After dinner in Corning, New York (which took entirely too long, BTW), we started our race with Hurricane Irene. We hoped that the real nightmare weather would be in the middle of the night. Well, we were wrong. Driving in a hurricane is an interesting experience. Waves of rain passed our truck at around 50 mph. Rain hit like--bucket, pause, bucket, pause, bucket, pause. Trees, whipping hard, started coming apart. Luckily, no big pieces hit us. We did hit a few wading pools of water, but our truck is pretty big and heavy. Just after midnight, we made it home.

Of course, our neighborhood was the first that we noticed was without power. After at least 20 hours, we finally got it back on. Folks have it much worse than us, so we can't really complain. Despite a long, long day, which including a carburetor repair on our generator, we came through pretty well.

Hurricanes in Pennsylvania...and earthquakes. Interesting times.

Friday, August 26, 2011

Hurricane



Watching the sea foam
Waiting for Irene's visit
Ocracoke Island

Wednesday, August 24, 2011

Beer Philosophers #11 - Absolute Zero



"Do realize you've been staring at the bottle opener for ten straight minutes?"

[…]

"Oh, you turned. That's good. You heard me. At least I know you're alive."

"Huh?"

"Do you want to lay down or something? It freaks me out when you sleep sitting up."

"I was thinking."

"Oh."

"About absolute zero."

"Yes?"

"It's the temperature when all motion stops."

"Right."

"It's true!"

"I feel like you embrace the state of absolute zero often."

"Think about it. Stillness…. Stoppage... Nothing at all, man. "

"Actually, you're wrong."

"No I'm not."

"No, really. Absolute zero is when all thermodynamic energy stops. Quantum motion within the atoms themselves never stops."

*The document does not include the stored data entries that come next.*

//! Burn an overlay image into every frame of a video.
//!
//! The pipeline re-composes the source onto fresh tracks, fits the video to
//! its orientation-corrected canvas, places the overlay on top, and exports
//! the result as network-optimized MP4 through an [`ExportSession`].

use std::path::{Path, PathBuf};
use std::sync::{Arc, Mutex};

use image::RgbaImage;

use framestamp_common::error::{FramestampError, FramestampResult};
use framestamp_media_model::{
    Composition, ContainerFormat, MediaAsset, MediaKind, MediaTime, OverlayDescription,
    Placement, TimeRange,
};

use crate::compositor::build_default_composition;
use crate::engine::MediaEngine;
use crate::lock;
use crate::session::{
    ExportReport, ExportRequest, ExportSession, ExportStatus, ProgressCallback,
};

/// Called once with `(success, output path)`.
pub type WatermarkCompletion = Box<dyn FnOnce(bool, Option<PathBuf>) + Send>;

/// An overlay image and where it goes.
#[derive(Debug, Clone)]
pub struct Watermark {
    pub image: RgbaImage,
    pub placement: Placement,
}

impl Watermark {
    pub fn new(image: RgbaImage, placement: Placement) -> Self {
        Self { image, placement }
    }

    /// Load an image file (PNG) as the overlay.
    pub fn open(path: &Path, placement: Placement) -> FramestampResult<Self> {
        if !path.exists() {
            return Err(FramestampError::FileNotFound {
                path: path.to_path_buf(),
            });
        }
        let image = image::open(path)
            .map_err(|e| {
                FramestampError::configuration(format!(
                    "cannot decode overlay {}: {e}",
                    path.display()
                ))
            })?
            .to_rgba8();
        Ok(Self::new(image, placement))
    }
}

/// Builds watermark compositions and runs them through export sessions.
#[derive(Clone)]
pub struct WatermarkPipeline {
    engine: Arc<dyn MediaEngine>,
}

impl WatermarkPipeline {
    pub fn new(engine: Arc<dyn MediaEngine>) -> Self {
        Self { engine }
    }

    /// Start watermarking `source` into `destination`.
    ///
    /// `on_complete` receives `(true, Some(destination))` only when the
    /// export completed and the file exists. Failures detected before the
    /// export starts are reported through `on_complete(false, None)` and also
    /// returned. The returned session can be used to cancel or poll progress.
    pub fn add_watermark<P>(
        &self,
        source: &Path,
        destination: &Path,
        overlay_provider: P,
        on_progress: Option<ProgressCallback>,
        on_complete: WatermarkCompletion,
    ) -> FramestampResult<ExportSession>
    where
        P: FnOnce() -> Watermark,
    {
        let slot = Arc::new(Mutex::new(Some(on_complete)));
        let report_slot = Arc::clone(&slot);
        let expected = destination.to_path_buf();

        let started = self.start(
            source,
            destination,
            overlay_provider,
            on_progress,
            Box::new(move |report: ExportReport| {
                let outcome = watermark_outcome(&report, &expected);
                let callback = lock(&report_slot).take();
                if let Some(callback) = callback {
                    match outcome {
                        Ok(path) => callback(true, Some(path)),
                        Err(_) => callback(false, None),
                    }
                }
            }),
        );

        if let Err(e) = &started {
            tracing::warn!(
                source = %source.display(),
                error = %e,
                "Watermark could not start"
            );
            let callback = lock(&slot).take();
            if let Some(callback) = callback {
                callback(false, None);
            }
        }
        started
    }

    /// Watermark `source` into `destination`, resolving to the output path.
    pub async fn add_watermark_async(
        &self,
        source: &Path,
        destination: &Path,
        watermark: Watermark,
        on_progress: Option<ProgressCallback>,
    ) -> FramestampResult<PathBuf> {
        let (tx, rx) = tokio::sync::oneshot::channel();
        let expected = destination.to_path_buf();
        self.start(
            source,
            destination,
            move || watermark,
            on_progress,
            Box::new(move |report: ExportReport| {
                let _ = tx.send(watermark_outcome(&report, &expected));
            }),
        )?;
        rx.await
            .map_err(|_| FramestampError::engine("export thread ended without a report"))?
    }

    fn start<P>(
        &self,
        source: &Path,
        destination: &Path,
        overlay_provider: P,
        on_progress: Option<ProgressCallback>,
        on_report: Box<dyn FnOnce(ExportReport) + Send>,
    ) -> FramestampResult<ExportSession>
    where
        P: FnOnce() -> Watermark,
    {
        let asset = self.engine.load_asset(source).map_err(|e| {
            FramestampError::configuration(format!("cannot load {}: {e}", source.display()))
        })?;
        let video = asset
            .first_track(MediaKind::Video)
            .ok_or_else(|| {
                FramestampError::configuration(format!(
                    "{} has no video track",
                    source.display()
                ))
            })?;
        if video.natural_size.is_empty() {
            return Err(FramestampError::configuration(format!(
                "{} has an empty video frame",
                source.display()
            )));
        }

        let watermark = overlay_provider();
        let composed = recompose(&asset)?;
        let composed_video = composed
            .first_track(MediaKind::Video)
            .ok_or_else(|| FramestampError::configuration("re-composition lost the video track"))?;

        let mut composition =
            build_default_composition(composed_video, None, None, composed.duration)?;
        let overlay = OverlayDescription::new(watermark.image, watermark.placement)
            .resolve(composition.render_size);
        tracing::debug!(
            x = overlay.frame.x,
            y = overlay.frame.y,
            width = overlay.frame.width,
            height = overlay.frame.height,
            "Resolved watermark placement"
        );
        composition.overlay = Some(overlay);

        if same_file(source, destination) {
            return Err(FramestampError::configuration(format!(
                "destination {} is the source",
                destination.display()
            )));
        }
        if destination.exists() {
            std::fs::remove_file(destination)?;
        }

        tracing::info!(
            source = %source.display(),
            output = %destination.display(),
            "Starting watermark export"
        );

        let session = ExportSession::new(Arc::clone(&self.engine), composed);
        let request = ExportRequest::new(destination)
            .with_format(ContainerFormat::Mp4)
            .with_composition(composition)
            .optimized_for_network(true);
        session.export(request, on_progress, on_report)?;
        Ok(session)
    }
}

/// Copy the full video (and audio, if any) of `asset` onto fresh tracks.
fn recompose(asset: &MediaAsset) -> FramestampResult<MediaAsset> {
    let mut composition = Composition::new();
    for kind in [MediaKind::Video, MediaKind::Audio] {
        let Some(track) = asset.first_track(kind) else {
            continue;
        };
        let range = TimeRange::new(MediaTime::ZERO, track.duration)
            .map_err(|e| FramestampError::configuration(e.to_string()))?;
        let id = composition.add_track(kind);
        composition
            .insert_time_range(id, range, track, MediaTime::ZERO)
            .map_err(|e| FramestampError::configuration(e.to_string()))?;
    }
    Ok(composition.to_asset())
}

fn same_file(a: &Path, b: &Path) -> bool {
    match (a.canonicalize(), b.canonicalize()) {
        (Ok(a), Ok(b)) => a == b,
        _ => a == b,
    }
}

fn watermark_outcome(report: &ExportReport, destination: &Path) -> FramestampResult<PathBuf> {
    match (report.status, &report.error) {
        (ExportStatus::Completed, _) if destination.exists() => Ok(destination.to_path_buf()),
        (ExportStatus::Completed, _) => Err(FramestampError::engine(format!(
            "export completed but {} is missing",
            destination.display()
        ))),
        (ExportStatus::Cancelled, _) => Err(FramestampError::Cancelled),
        (_, Some(error)) => Err(detach(error)),
        (status, None) => Err(FramestampError::engine(format!(
            "export ended as {status:?}"
        ))),
    }
}

/// Owned copy of a shared error, keeping its category.
fn detach(error: &FramestampError) -> FramestampError {
    match error {
        FramestampError::Configuration { message } => FramestampError::configuration(message.clone()),
        FramestampError::OpenFailure { message } => FramestampError::open_failure(message.clone()),
        FramestampError::PumpFailure { message } => FramestampError::pump_failure(message.clone()),
        FramestampError::Cancelled => FramestampError::Cancelled,
        FramestampError::FileNotFound { path } => FramestampError::FileNotFound { path: path.clone() },
        other => FramestampError::engine(other.to_string()),
    }
}

#[cfg(test)]
mod tests {
    use super::*;
    use framestamp_common::error::ErrorCategory;
    use framestamp_media_model::{AffineTransform, Size, TrackId};

    use crate::memory::{MemoryEngine, SyntheticSource};

    #[test]
    fn test_recompose_keeps_video_and_audio() {
        let engine = MemoryEngine::new();
        let asset = engine.register(
            "/virtual/clip.mp4",
            SyntheticSource::new(MediaTime::new(2, 1))
                .with_video(64, 32, 10.0)
                .with_audio(8_000, 1),
        );
        let composed = recompose(&asset).unwrap();
        assert_eq!(composed.tracks.len(), 2);
        assert_eq!(composed.duration, MediaTime::new(2, 1));
        let video = composed.first_track(MediaKind::Video).unwrap();
        assert_eq!(video.id, TrackId(1));
        assert_eq!(video.natural_size, Size::new(64.0, 32.0));
        assert_eq!(video.segments.len(), 1);
        assert!(composed.has(MediaKind::Audio));
    }

    #[test]
    fn test_recompose_preserves_orientation() {
        let engine = MemoryEngine::new();
        let natural = Size::new(64.0, 32.0);
        let asset = engine.register(
            "/virtual/portrait.mp4",
            SyntheticSource::new(MediaTime::new(1, 1))
                .with_video(64, 32, 10.0)
                .with_transform(AffineTransform::for_clockwise_rotation(90, natural)),
        );
        let composed = recompose(&asset).unwrap();
        let video = composed.first_track(MediaKind::Video).unwrap();
        assert!(video.preferred_transform.is_quarter_turn());
        assert!(!composed.has(MediaKind::Audio));
    }

    #[test]
    fn test_outcome_requires_existing_file() {
        let dir = tempfile::tempdir().unwrap();
        let dest = dir.path().join("out.mp4");
        let report = ExportReport {
            status: ExportStatus::Completed,
            error: None,
            output_path: Some(dest.clone()),
        };
        assert!(watermark_outcome(&report, &dest).is_err());

        std::fs::write(&dest, b"mp4").unwrap();
        assert_eq!(watermark_outcome(&report, &dest).unwrap(), dest);
    }

    #[test]
    fn test_outcome_keeps_error_category() {
        let report = ExportReport {
            status: ExportStatus::Failed,
            error: Some(Arc::new(FramestampError::pump_failure("append rejected"))),
            output_path: None,
        };
        let err = watermark_outcome(&report, Path::new("/nowhere.mp4")).unwrap_err();
        assert_eq!(err.category(), ErrorCategory::Pump);

        let cancelled = ExportReport {
            status: ExportStatus::Cancelled,
            error: None,
            output_path: None,
        };
        let err = watermark_outcome(&cancelled, Path::new("/nowhere.mp4")).unwrap_err();
        assert_eq!(err.category(), ErrorCategory::Cancelled);
    }
}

"See, there you go again. I'm the parade, and you're the rain. Why do you hate me so much?"

"Dude, I don't hate you! If the truth is out there, the truth must be spoken."

"You have a point."

"Wisdom, my friend, catch it. It's contagious."

"I'll tell you what, I'm going to be the first person in the history of the world to reach absolute zero. It's just a matter of discipline. Control."

"Dude, like I said. I've seen you there TONS of times."

"It just takes right breathing. The right focus. See? In…. Out…."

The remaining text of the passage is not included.